Span Tree - nothing to do with coconuts...
1. What does the Spanning Tree Protocol achieve?
A) Determines a loop free topology
B) Sets up a meshed switched topology
C) Creates bridge loops and broadcast storms
D) Disseminates VLAN topology
2. What does the following statement do?Switch(config-if)#spanning-tree portfast disable
A) Disables spanning-tree on the switch port
B) Disable spanning tree on the switch
C) Changes the spanning-tree switch to portfast mode
A) Disables spanning-tree on the switch port
B) Disable spanning tree on the switch
C) Changes the spanning-tree switch to portfast mode
1. Answer: A
2. Answer: A
Portfast is a method of disabling STP on a switch port.
Summary
STP (Spanning Tree protocol) is used at layer 2 to prevent routing loops for frames on switches with multiple connections. Without STP, imagine 2 switches connected together with 2 separate Ethernet cables, a frame passes from one switch to the other over cable number 1. Switch 2 by default sends the frame out all ports except the one it came from so then this same frame is routed back via the second cable to the first switch, first switch then looks at the address and routes the frame back out the first cable to switch 2 and around it goes again.

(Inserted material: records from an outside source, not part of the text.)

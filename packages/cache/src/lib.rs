#![cfg_attr(feature = "fail-on-warnings", deny(warnings))]
#![warn(clippy::all, clippy::pedantic, clippy::nursery, clippy::cargo)]
#![allow(clippy::multiple_crate_versions, clippy::cargo_common_metadata)]

//! Keyed in-process cache with insertion timestamps and optional expiry.
//!
//! Each entry remembers when it was inserted. Lookups treat entries older
//! than the configured TTL as missing, so the next caller transparently
//! repopulates them. Population is expected to be idempotent: two callers
//! racing on the same key both compute the value and the last insert wins.
//! No lock is held while a value is being computed.

use std::collections::BTreeMap;
use std::sync::{PoisonError, RwLock};

use chrono::{DateTime, TimeDelta, Utc};

/// A cached value and the moment it was stored.
#[derive(Debug, Clone)]
struct Entry<V> {
    value: V,
    inserted_at: DateTime<Utc>,
}

/// A thread-safe map from keys to timestamped values.
///
/// `V` is usually an `Arc<T>` so that hits are cheap to clone.
#[derive(Debug)]
pub struct TtlCache<K, V> {
    entries: RwLock<BTreeMap<K, Entry<V>>>,
    ttl: Option<TimeDelta>,
}

impl<K: Ord + Clone, V: Clone> TtlCache<K, V> {
    /// Creates a cache whose entries expire `ttl` after insertion.
    #[must_use]
    pub const fn with_ttl(ttl: TimeDelta) -> Self {
        Self {
            entries: RwLock::new(BTreeMap::new()),
            ttl: Some(ttl),
        }
    }

    /// Creates a cache whose entries live for the process lifetime.
    #[must_use]
    pub const fn unbounded() -> Self {
        Self {
            entries: RwLock::new(BTreeMap::new()),
            ttl: None,
        }
    }

    /// Expiry window, if any.
    #[must_use]
    pub const fn ttl(&self) -> Option<TimeDelta> {
        self.ttl
    }

    /// Returns the value for `key` if it is present and fresh.
    #[must_use]
    pub fn get(&self, key: &K) -> Option<V> {
        self.get_at(key, Utc::now())
    }

    /// Returns the value for `key` if it is present and fresh at `now`.
    #[must_use]
    pub fn get_at(&self, key: &K, now: DateTime<Utc>) -> Option<V> {
        let entries = self.entries.read().unwrap_or_else(PoisonError::into_inner);
        let entry = entries.get(key)?;
        if self.is_expired(entry, now) {
            log::debug!("Cache entry expired (inserted at {})", entry.inserted_at);
            return None;
        }
        Some(entry.value.clone())
    }

    /// Stores `value` under `key`, replacing any previous entry.
    pub fn insert(&self, key: K, value: V) {
        self.insert_at(key, value, Utc::now());
    }

    /// Stores `value` under `key` as if inserted at `now`.
    pub fn insert_at(&self, key: K, value: V, now: DateTime<Utc>) {
        let mut entries = self.entries.write().unwrap_or_else(PoisonError::into_inner);
        entries.insert(
            key,
            Entry {
                value,
                inserted_at: now,
            },
        );
    }

    /// Returns the cached value or computes, stores and returns a new one.
    ///
    /// Errors from `populate` are returned as-is and nothing is cached.
    ///
    /// # Errors
    ///
    /// Propagates the error returned by `populate`.
    pub fn get_or_try_insert_with<E>(
        &self,
        key: &K,
        populate: impl FnOnce() -> Result<V, E>,
    ) -> Result<V, E> {
        if let Some(value) = self.get(key) {
            return Ok(value);
        }
        let value = populate()?;
        self.insert(key.clone(), value.clone());
        Ok(value)
    }

    /// Runs `update` on the fresh entry for `key` and restamps it at `now`.
    ///
    /// Returns `None` (and drops the entry) if it is missing or expired. The
    /// write lock is held for the duration of `update`, so concurrent
    /// updates of one key are serialized.
    pub fn update_at<R>(
        &self,
        key: &K,
        now: DateTime<Utc>,
        update: impl FnOnce(&mut V) -> R,
    ) -> Option<R> {
        let mut entries = self.entries.write().unwrap_or_else(PoisonError::into_inner);
        let entry = entries.get(key)?;
        if self.is_expired(entry, now) {
            entries.remove(key);
            return None;
        }
        let entry = entries.get_mut(key)?;
        entry.inserted_at = now;
        Some(update(&mut entry.value))
    }

    /// Removes the entry for `key`, returning whether one existed.
    pub fn invalidate(&self, key: &K) -> bool {
        self.entries
            .write()
            .unwrap_or_else(PoisonError::into_inner)
            .remove(key)
            .is_some()
    }

    /// Drops entries that are expired at `now`.
    pub fn purge_expired_at(&self, now: DateTime<Utc>) {
        let mut entries = self.entries.write().unwrap_or_else(PoisonError::into_inner);
        entries.retain(|_, entry| !self.is_expired(entry, now));
    }

    /// Number of stored entries, fresh or not.
    #[must_use]
    pub fn len(&self) -> usize {
        self.entries
            .read()
            .unwrap_or_else(PoisonError::into_inner)
            .len()
    }

    /// Whether the cache holds no entries.
    #[must_use]
    pub fn is_empty(&self) -> bool {
        self.len() == 0
    }

    fn is_expired(&self, entry: &Entry<V>, now: DateTime<Utc>) -> bool {
        self.ttl.is_some_and(|ttl| now - entry.inserted_at >= ttl)
    }
}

This is a routing loop, also known as "race tracking", and the frame will eventually cause the interface buffers on the switches to overflow, causing traffic degradation, increased CPU and ultimately switch crash.
STP prevents this from happening by blocking ports between switches, allowing traffic to pass over one link only. It has to be remembered that STP works vlan by vlan, so you can balance traffic across multiple links by the use of weighting, to allow some vlans on one trunk and others on the other. Very useful protocol.